Learning to use school supplies is an ongoing process that takes a lot of practice. Start your toddler or preschooler out with a glue stick. I prefer Elmer's purple glue sticks because young children can see where they have applied the glue. The purple color will disappear as the glue dries.
When I first introduce glue sticks to young learners, I use animals as a reference. I teach my preschoolers to scamper quickly and quietly—like a mouse—across the paper. We don't want any big, heavy elephants stomping slowly across our paper! That darn elephant. He leaves us with smashed glue sticks and purple smudges and uses up our glue sticks very quickly.
Show your child how to turn the little wheel at the bottom of the glue stick to expose just enough of the stick to apply glue to the paper. If too much of the stick is exposed, the "elephant" will crush it and the glue stick will have to be thrown away. Remind your child to replace the cap on the glue stick when the gluing is done.

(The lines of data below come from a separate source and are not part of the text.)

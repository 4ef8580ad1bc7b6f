//! End-to-end symbol store runs on Linux with fake external tools.

#![cfg(target_os = "linux")]

use predicates::prelude::*;
use serial_test::serial;

use super::common::TestEnv;

const LIBFOO_SYM: &str = "libfoo.so/ABCDEF0123456789/libfoo.so.sym";

fn libfoo_output(source: &str) -> String {
  format!(
    "MODULE Linux x86 ABCDEF0123456789 libfoo.so\nFILE 0 {}\nFUNC 1000 10 0 foo_init\n1000 10 42 0\nPUBLIC 1000 0 foo_init\n",
    source
  )
}

#[test]
#[serial]
fn stores_symbols_with_vcs_names() {
  let env = TestEnv::new();
  let foo = env.cvs_checkout();
  let dumper = env.dumper(&libfoo_output(&foo.display().to_string()));
  let lib = env.write_file("obj/libfoo.so", b"\x7fELF");

  env
    .cmd()
    .arg("-v")
    .arg("-s")
    .arg(env.path().join("src/repo"))
    .arg(&dumper)
    .arg(env.store())
    .arg(&lib)
    .assert()
    .success()
    .stdout(format!("{}\n", LIBFOO_SYM));

  assert_eq!(
    env.read_store(LIBFOO_SYM),
    "MODULE Linux x86 ABCDEF0123456789 libfoo.so\n\
     FILE 0 cvs:example.com/cvsroot:repo/foo.c:1.4\n\
     FUNC 1000 10 0 foo_init\n\
     1000 10 42 0\n\
     PUBLIC 1000 0 foo_init\n"
  );
}

#[test]
#[serial]
fn without_vcs_info_file_names_are_kept() {
  let env = TestEnv::new();
  let dumper = env.dumper(&libfoo_output("/build/foo.c"));
  let lib = env.write_file("obj/libfoo.so", b"\x7fELF");

  env.cmd().arg(&dumper).arg(env.store()).arg(&lib).assert().success();

  assert!(env.read_store(LIBFOO_SYM).contains("\nFILE 0 /build/foo.c\n"));
}

#[test]
#[serial]
fn copy_prints_compressed_debug_path() {
  let env = TestEnv::new();
  let dumper = env.dumper(&libfoo_output("/build/foo.c"));
  let lib = env.write_file("obj/libfoo.so", b"\x7fELF debug");

  env
    .cmd()
    .arg("--copy")
    .arg(&dumper)
    .arg(env.store())
    .arg(&lib)
    .assert()
    .success()
    .stdout(format!(
      "{}\nlibfoo.so/ABCDEF0123456789/libfoo.so.dbg.gz\n",
      LIBFOO_SYM
    ));

  assert!(env.store().join("libfoo.so/ABCDEF0123456789/libfoo.so.dbg.gz").is_file());
  assert!(env.path().join("obj/libfoo.so.dbg").is_file());
}

#[test]
#[serial]
fn directory_input_runs_each_arch() {
  let env = TestEnv::new();
  let dumper = env.dumper(&libfoo_output("/build/foo.c"));
  env.write_file("obj/libfoo.so", b"\x7fELF");
  env.write_file("obj/README", b"not a binary");

  let assert = env
    .cmd()
    .args(["-a", "x86 x86_64"])
    .arg(&dumper)
    .arg(env.store())
    .arg(env.path().join("obj"))
    .assert()
    .success();

  let stdout = String::from_utf8(assert.get_output().stdout.clone()).unwrap();
  assert_eq!(stdout.lines().collect::<Vec<_>>(), [LIBFOO_SYM, LIBFOO_SYM]);

  let calls = std::fs::read_to_string(env.path().join("dump_syms.log")).unwrap();
  let lib = env.path().join("obj/libfoo.so");
  assert_eq!(
    calls,
    format!("-a x86 {}\n-a x86_64 {}\n", lib.display(), lib.display())
  );
}

#[test]
#[serial]
fn json_output_reports_artifacts_and_failures() {
  let env = TestEnv::new();
  let dumper = env.dumper(&libfoo_output("/build/foo.c"));
  let lib = env.write_file("obj/libfoo.so", b"\x7fELF");
  let missing = env.path().join("obj/gone.so");

  let assert = env
    .cmd()
    .args(["-o", "json"])
    .arg(&dumper)
    .arg(env.store())
    .arg(&lib)
    .arg(&missing)
    .assert()
    .success();

  let report: serde_json::Value = serde_json::from_slice(&assert.get_output().stdout).unwrap();
  assert_eq!(report["artifacts"], serde_json::json!([LIBFOO_SYM]));
  assert_eq!(report["failed"], serde_json::json!([missing.display().to_string()]));
}

#[test]
#[serial]
fn output_without_module_warns_and_succeeds() {
  let env = TestEnv::new();
  let dumper = env.script("dump_syms", "echo 'no debugging symbols found'");
  let lib = env.write_file("obj/libfoo.so", b"\x7fELF");

  env
    .cmd()
    .arg(&dumper)
    .arg(env.store())
    .arg(&lib)
    .assert()
    .success()
    .stdout("")
    .stderr(predicate::str::contains("no symbols produced"));

  assert!(!env.store().exists());
}

#[test]
#[serial]
fn malformed_module_line_fails_run() {
  let env = TestEnv::new();
  let dumper = env.dumper("MODULE Linux x86\n");
  let lib = env.write_file("obj/libfoo.so", b"\x7fELF");

  env
    .cmd()
    .arg(&dumper)
    .arg(env.store())
    .arg(&lib)
    .assert()
    .failure()
    .stderr(predicate::str::contains("malformed MODULE record"));
}
//! Symbol store layout.
//!
//! The store is a directory tree indexed by debug-file name and GUID.
//!
//! # Layout
//!
//! ```text
//! <symbol_path>/
//! └── <debug_file>/
//!     └── <guid>/
//!         ├── <debug_file minus .pdb>.sym   # rewritten dumper output
//!         ├── <debug_file>                  # raw debug file (Windows, --copy)
//!         └── <debug_file>.dbg.gz           # split debug info (Linux, --copy)
//! ```
//!
//! Relative paths are always reported with forward slashes.

pub mod paths;

pub use paths::SymbolStoreEntry;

Now instruct your child to rip half a sheet of construction paper into small pieces. Ripping paper is another great activity that will strengthen little fingers, hands and wrists—and make holding a pencil and cutting with scissors easier in the days to come. Use construction paper in different colors to fuel your child's creativity.
Give your child time to work on the gluing activity. Demonstrate how to put the glue on the construction paper or the paper plate—and not on the object to be glued. This is a key piece of the gluing puzzle! Put some glue on a few pieces of paper and then step back to let your child take it from there. This is your child's time to practice with the glue and put the pieces of paper where he or she wants them to go.
Once children have the glue stick under control, I like to add elements such as googly eyes or paper strips with accordion folds.
Bottled glue is a bit trickier for the under-five set. Young children tend to squeeze the glue bottle too hard or not hard enough. Many twist off the entire cap instead of turning only the orange tip that dispenses the glue. The list of potential mishaps is a long one!
Show your child how to open the bottle by twisting only the orange part of the cap until the white tip disappears. Then show your child how to turn the glue bottle over and count to three before squeezing.
Next, demonstrate how to squeeze the bottle gently to make one small dot on the paper and then move the bottle to another spot on the paper. Squeeze, spot, squeeze, spot, squeeze, spot. Three times.
This is a good time to introduce the song, "A Little Dot of Glue."
Now, instruct your child to press the torn paper pieces onto the dots of glue to create a design. When the gluing is done, demonstrate how to close the glue bottle by twisting the orange cap in the other direction until the white tip reappears.
Keep adding materials to the glue pile to pique your child's interest and practice, practice, practice. It may take some time, but learning how to apply glue without creating large, wet puddles on a treasured art project will bring your child confidence and joy.
Gluing tends to be a calm, quiet, focused activity. What's not to love about that?